• _EXTRACTED RECORDS_:
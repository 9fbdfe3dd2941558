//! Configuration management for narrator-engine
//!
//! Two layers:
//! 1. **TOML bootstrap**: port, logging, TTS endpoint, headless backend
//!    policy and engine tuning (`[engine]`)
//! 2. **Command-line overrides**: `--port`, `--tts-endpoint`, `--log-level`
//!
//! Every field has a built-in default, so running without a config file is
//! valid.
//!
//! # Settings Sources Priority
//!
//! 1. Command-line arguments (and their env fallbacks)
//! 2. TOML configuration file
//! 3. Built-in defaults (code constants)

use crate::error::{Error, Result};
use narrator_common::events::BackendKind;
use serde::Deserialize;
use std::path::Path;
use std::time::Duration;
use tracing::info;

/// Bootstrap configuration loaded from TOML file
#[derive(Debug, Clone, Deserialize)]
#[serde(default)]
pub struct Config {
    /// HTTP server port
    pub port: u16,

    /// Address the HTTP server binds to
    pub bind_address: String,

    /// Logging configuration
    pub logging: LoggingConfig,

    /// TTS service configuration
    pub tts: TtsConfig,

    /// Headless backend policy
    pub headless: HeadlessConfig,

    /// Engine tuning
    pub engine: EngineSettings,
}

impl Default for Config {
    fn default() -> Self {
        Self {
            port: default_port(),
            bind_address: "127.0.0.1".to_string(),
            logging: LoggingConfig::default(),
            tts: TtsConfig::default(),
            headless: HeadlessConfig::default(),
            engine: EngineSettings::default(),
        }
    }
}

fn default_port() -> u16 {
    5731
}

/// Logging configuration
#[derive(Debug, Clone, Deserialize)]
#[serde(default)]
pub struct LoggingConfig {
    /// Log level (trace, debug, info, warn, error)
    pub level: String,
}

impl Default for LoggingConfig {
    fn default() -> Self {
        Self {
            level: "info".to_string(),
        }
    }
}

/// TTS service configuration
#[derive(Debug, Clone, Deserialize)]
#[serde(default)]
pub struct TtsConfig {
    /// Synthesis endpoint (POST `{ "text": ... }`); None disables synthesis
    pub endpoint: Option<String>,

    /// Request timeout
    pub timeout_ms: u64,

    /// Fetch audio for narrations that arrive without a payload
    pub synthesize_on_miss: bool,
}

impl Default for TtsConfig {
    fn default() -> Self {
        Self {
            endpoint: None,
            timeout_ms: 15_000,
            synthesize_on_miss: true,
        }
    }
}

impl TtsConfig {
    pub fn timeout(&self) -> Duration {
        Duration::from_millis(self.timeout_ms)
    }
}

/// Headless backend policy
#[derive(Debug, Clone, Deserialize)]
#[serde(default)]
pub struct HeadlessConfig {
    /// Decode context starts in the running state
    pub decode_context_running: bool,

    /// Element playback is rejected until a gesture/unlock
    pub autoplay_requires_gesture: bool,
}

impl Default for HeadlessConfig {
    fn default() -> Self {
        Self {
            decode_context_running: true,
            autoplay_requires_gesture: false,
        }
    }
}

/// Engine tuning parameters
#[derive(Debug, Clone, Deserialize)]
#[serde(default)]
pub struct EngineSettings {
    /// Extra time the watchdog allows past the expected end
    pub watchdog_tolerance_ms: u64,

    /// Window in which later-deadline re-arms are coalesced
    pub watchdog_coalesce_window_ms: u64,

    /// Speaking rate used for synthetic duration estimates
    pub synthetic_words_per_second: f64,

    /// Floor for synthetic duration estimates
    pub synthetic_min_seconds: f64,

    /// Maximum prefetch cache entries
    pub cache_capacity: usize,

    /// Ambient video start attempts
    pub video_retry_attempts: u32,

    /// First retry delay (doubles per attempt)
    pub video_retry_base_delay_ms: u64,

    /// Minimum remaining duration after resume
    pub resume_epsilon_ms: u64,

    /// Preferred backend order when audio is available
    pub backend_order: Vec<BackendKind>,

    /// Play an unlock sound and retry once after an element failure
    pub unlock_retry: bool,

    /// Event bus capacity
    pub event_capacity: usize,
}

impl Default for EngineSettings {
    fn default() -> Self {
        Self {
            watchdog_tolerance_ms: 500,
            watchdog_coalesce_window_ms: 1500,
            synthetic_words_per_second: 2.5,
            synthetic_min_seconds: 1.5,
            cache_capacity: 10,
            video_retry_attempts: 3,
            video_retry_base_delay_ms: 200,
            resume_epsilon_ms: 50,
            backend_order: vec![BackendKind::StreamingDecode, BackendKind::BufferedElement],
            unlock_retry: true,
            event_capacity: 256,
        }
    }
}

impl EngineSettings {
    pub fn watchdog_tolerance(&self) -> Duration {
        Duration::from_millis(self.watchdog_tolerance_ms)
    }

    pub fn watchdog_coalesce_window(&self) -> Duration {
        Duration::from_millis(self.watchdog_coalesce_window_ms)
    }

    pub fn video_retry_base_delay(&self) -> Duration {
        Duration::from_millis(self.video_retry_base_delay_ms)
    }

    /// Resume epsilon in seconds
    pub fn resume_epsilon_seconds(&self) -> f64 {
        self.resume_epsilon_ms as f64 / 1000.0
    }

    /// Reject settings the engine cannot run with
    pub fn validate(&self) -> Result<()> {
        if !(self.synthetic_words_per_second.is_finite() && self.synthetic_words_per_second > 0.0) {
            return Err(Error::Config(format!(
                "synthetic_words_per_second must be positive, got {}",
                self.synthetic_words_per_second
            )));
        }
        if !(self.synthetic_min_seconds.is_finite() && self.synthetic_min_seconds >= 0.0) {
            return Err(Error::Config(format!(
                "synthetic_min_seconds must be non-negative, got {}",
                self.synthetic_min_seconds
            )));
        }
        if self.cache_capacity == 0 {
            return Err(Error::Config("cache_capacity must be at least 1".to_string()));
        }
        if self.video_retry_attempts == 0 {
            return Err(Error::Config(
                "video_retry_attempts must be at least 1".to_string(),
            ));
        }
        if self.event_capacity == 0 {
            return Err(Error::Config("event_capacity must be at least 1".to_string()));
        }
        if self.backend_order.contains(&BackendKind::Synthetic) {
            return Err(Error::Config(
                "backend_order lists audio backends only; synthetic is always the last resort"
                    .to_string(),
            ));
        }
        Ok(())
    }
}

/// Command-line configuration overrides
#[derive(Debug, Clone, Default)]
pub struct ConfigOverrides {
    pub port: Option<u16>,
    pub tts_endpoint: Option<String>,
    pub log_level: Option<String>,
}

impl Config {
    /// Load configuration from an optional TOML file and apply overrides
    ///
    /// # Errors
    ///
    /// Returns error if the TOML file cannot be read or parsed, or the
    /// resulting engine settings are invalid.
    pub fn load(toml_path: Option<&Path>, overrides: ConfigOverrides) -> Result<Self> {
        let mut config = match toml_path {
            Some(path) => {
                let config: Config = narrator_common::config::load_toml(path)?;
                info!("Loaded TOML configuration from {:?}", path);
                config
            }
            None => {
                info!("No config file found, using built-in defaults");
                Config::default()
            }
        };

        if let Some(port) = overrides.port {
            config.port = port;
        }
        if let Some(endpoint) = overrides.tts_endpoint {
            config.tts.endpoint = Some(endpoint);
        }
        if let Some(level) = overrides.log_level {
            config.logging.level = level;
        }

        config.engine.validate()?;
        Ok(config)
    }
}
//! # Narrator Common Library
//!
//! Shared code for the narration engine and its callers including:
//! - Event types (NarrationEvent enum) and the EventBus
//! - Session, backend and error-code enums
//! - Configuration file resolution
//! - Time utilities

pub mod config;
pub mod error;
pub mod events;
pub mod time;

pub use error::{Error, Result};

• _PROBLEM TO SOLVE_:
Each line of the listing above should be output exactly.

• _WRITTEN ANSWER_:
repository 9fbdfe3dd2941558
//! Configuration management for narrator-engine
//!
//! Two layers:
//! 1. **TOML bootstrap**: port, logging, TTS endpoint, headless backend
//!    policy and engine tuning (`[engine]`)
//! 2. **Command-line overrides**: `--port`, `--tts-endpoint`, `--log-level`
//!
//! Every field has a built-in default, so running without a config file is
//! valid.
//!
//! # Settings Sources Priority
//!
//! 1. Command-line arguments (and their env fallbacks)
//! 2. TOML configuration file
//! 3. Built-in defaults (code constants)

use crate::error::{Error, Result};
use narrator_common::events::BackendKind;
use serde::Deserialize;
use std::path::Path;
use std::time::Duration;
use tracing::info;

/// Bootstrap configuration loaded from TOML file
#[derive(Debug, Clone, Deserialize)]
#[serde(default)]
pub struct Config {
    /// HTTP server port
    pub port: u16,

    /// Address the HTTP server binds to
    pub bind_address: String,

    /// Logging configuration
    pub logging: LoggingConfig,

    /// TTS service configuration
    pub tts: TtsConfig,

    /// Headless backend policy
    pub headless: HeadlessConfig,

    /// Engine tuning
    pub engine: EngineSettings,
}

impl Default for Config {
    fn default() -> Self {
        Self {
            port: default_port(),
            bind_address: "127.0.0.1".to_string(),
            logging: LoggingConfig::default(),
            tts: TtsConfig::default(),
            headless: HeadlessConfig::default(),
            engine: EngineSettings::default(),
        }
    }
}

fn default_port() -> u16 {
    5731
}

/// Logging configuration
#[derive(Debug, Clone, Deserialize)]
#[serde(default)]
pub struct LoggingConfig {
    /// Log level (trace, debug, info, warn, error)
    pub level: String,
}

impl Default for LoggingConfig {
    fn default() -> Self {
        Self {
            level: "info".to_string(),
        }
    }
}

/// TTS service configuration
#[derive(Debug, Clone, Deserialize)]
#[serde(default)]
pub struct TtsConfig {
    /// Synthesis endpoint (POST `{ "text": ... }`); None disables synthesis
    pub endpoint: Option<String>,

    /// Request timeout
    pub timeout_ms: u64,

    /// Fetch audio for narrations that arrive without a payload
    pub synthesize_on_miss: bool,
}

impl Default for TtsConfig {
    fn default() -> Self {
        Self {
            endpoint: None,
            timeout_ms: 15_000,
            synthesize_on_miss: true,
        }
    }
}

impl TtsConfig {
    pub fn timeout(&self) -> Duration {
        Duration::from_millis(self.timeout_ms)
    }
}

/// Headless backend policy
#[derive(Debug, Clone, Deserialize)]
#[serde(default)]
pub struct HeadlessConfig {
    /// Decode context starts in the running state
    pub decode_context_running: bool,

    /// Element playback is rejected until a gesture/unlock
    pub autoplay_requires_gesture: bool,
}

impl Default for HeadlessConfig {
    fn default() -> Self {
        Self {
            decode_context_running: true,
            autoplay_requires_gesture: false,
        }
    }
}

/// Engine tuning parameters
#[derive(Debug, Clone, Deserialize)]
#[serde(default)]
pub struct EngineSettings {
    /// Extra time the watchdog allows past the expected end
    pub watchdog_tolerance_ms: u64,

    /// Window in which later-deadline re-arms are coalesced
    pub watchdog_coalesce_window_ms: u64,

    /// Speaking rate used for synthetic duration estimates
    pub synthetic_words_per_second: f64,

    /// Floor for synthetic duration estimates
    pub synthetic_min_seconds: f64,

    /// Maximum prefetch cache entries
    pub cache_capacity: usize,

    /// Ambient video start attempts
    pub video_retry_attempts: u32,

    /// First retry delay (doubles per attempt)
    pub video_retry_base_delay_ms: u64,

    /// Minimum remaining duration after resume
    pub resume_epsilon_ms: u64,

    /// Preferred backend order when audio is available
    pub backend_order: Vec<BackendKind>,

    /// Play an unlock sound and retry once after an element failure
    pub unlock_retry: bool,

    /// Event bus capacity
    pub event_capacity: usize,
}

impl Default for EngineSettings {
    fn default() -> Self {
        Self {
            watchdog_tolerance_ms: 500,
            watchdog_coalesce_window_ms: 1500,
            synthetic_words_per_second: 2.5,
            synthetic_min_seconds: 1.5,
            cache_capacity: 10,
            video_retry_attempts: 3,
            video_retry_base_delay_ms: 200,
            resume_epsilon_ms: 50,
            backend_order: vec![BackendKind::StreamingDecode, BackendKind::BufferedElement],
            unlock_retry: true,
            event_capacity: 256,
        }
    }
}

impl EngineSettings {
    pub fn watchdog_tolerance(&self) -> Duration {
        Duration::from_millis(self.watchdog_tolerance_ms)
    }

    pub fn watchdog_coalesce_window(&self) -> Duration {
        Duration::from_millis(self.watchdog_coalesce_window_ms)
    }

    pub fn video_retry_base_delay(&self) -> Duration {
        Duration::from_millis(self.video_retry_base_delay_ms)
    }

    /// Resume epsilon in seconds
    pub fn resume_epsilon_seconds(&self) -> f64 {
        self.resume_epsilon_ms as f64 / 1000.0
    }

    /// Reject settings the engine cannot run with
    pub fn validate(&self) -> Result<()> {
        if !(self.synthetic_words_per_second.is_finite() && self.synthetic_words_per_second > 0.0) {
            return Err(Error::Config(format!(
                "synthetic_words_per_second must be positive, got {}",
                self.synthetic_words_per_second
            )));
        }
        if !(self.synthetic_min_seconds.is_finite() && self.synthetic_min_seconds >= 0.0) {
            return Err(Error::Config(format!(
                "synthetic_min_seconds must be non-negative, got {}",
                self.synthetic_min_seconds
            )));
        }
        if self.cache_capacity == 0 {
            return Err(Error::Config("cache_capacity must be at least 1".to_string()));
        }
        if self.video_retry_attempts == 0 {
            return Err(Error::Config(
                "video_retry_attempts must be at least 1".to_string(),
            ));
        }
        if self.event_capacity == 0 {
            return Err(Error::Config("event_capacity must be at least 1".to_string()));
        }
        if self.backend_order.contains(&BackendKind::Synthetic) {
            return Err(Error::Config(
                "backend_order lists audio backends only; synthetic is always the last resort"
                    .to_string(),
            ));
        }
        Ok(())
    }
}

/// Command-line configuration overrides
#[derive(Debug, Clone, Default)]
pub struct ConfigOverrides {
    pub port: Option<u16>,
    pub tts_endpoint: Option<String>,
    pub log_level: Option<String>,
}

impl Config {
    /// Load configuration from an optional TOML file and apply overrides
    ///
    /// # Errors
    ///
    /// Returns error if the TOML file cannot be read or parsed, or the
    /// resulting engine settings are invalid.
    pub fn load(toml_path: Option<&Path>, overrides: ConfigOverrides) -> Result<Self> {
        let mut config = match toml_path {
            Some(path) => {
                let config: Config = narrator_common::config::load_toml(path)?;
                info!("Loaded TOML configuration from {:?}", path);
                config
            }
            None => {
                info!("No config file found, using built-in defaults");
                Config::default()
            }
        };

        if let Some(port) = overrides.port {
            config.port = port;
        }
        if let Some(endpoint) = overrides.tts_endpoint {
            config.tts.endpoint = Some(endpoint);
        }
        if let Some(level) = overrides.log_level {
            config.logging.level = level;
        }

        config.engine.validate()?;
        Ok(config)
    }
}
//! # Narrator Common Library
//!
//! Shared code for the narration engine and its callers including:
//! - Event types (NarrationEvent enum) and the EventBus
//! - Session, backend and error-code enums
//! - Configuration file resolution
//! - Time utilities

pub mod config;
pub mod error;
pub mod events;
pub mod time;

pub use error::{Error, Result};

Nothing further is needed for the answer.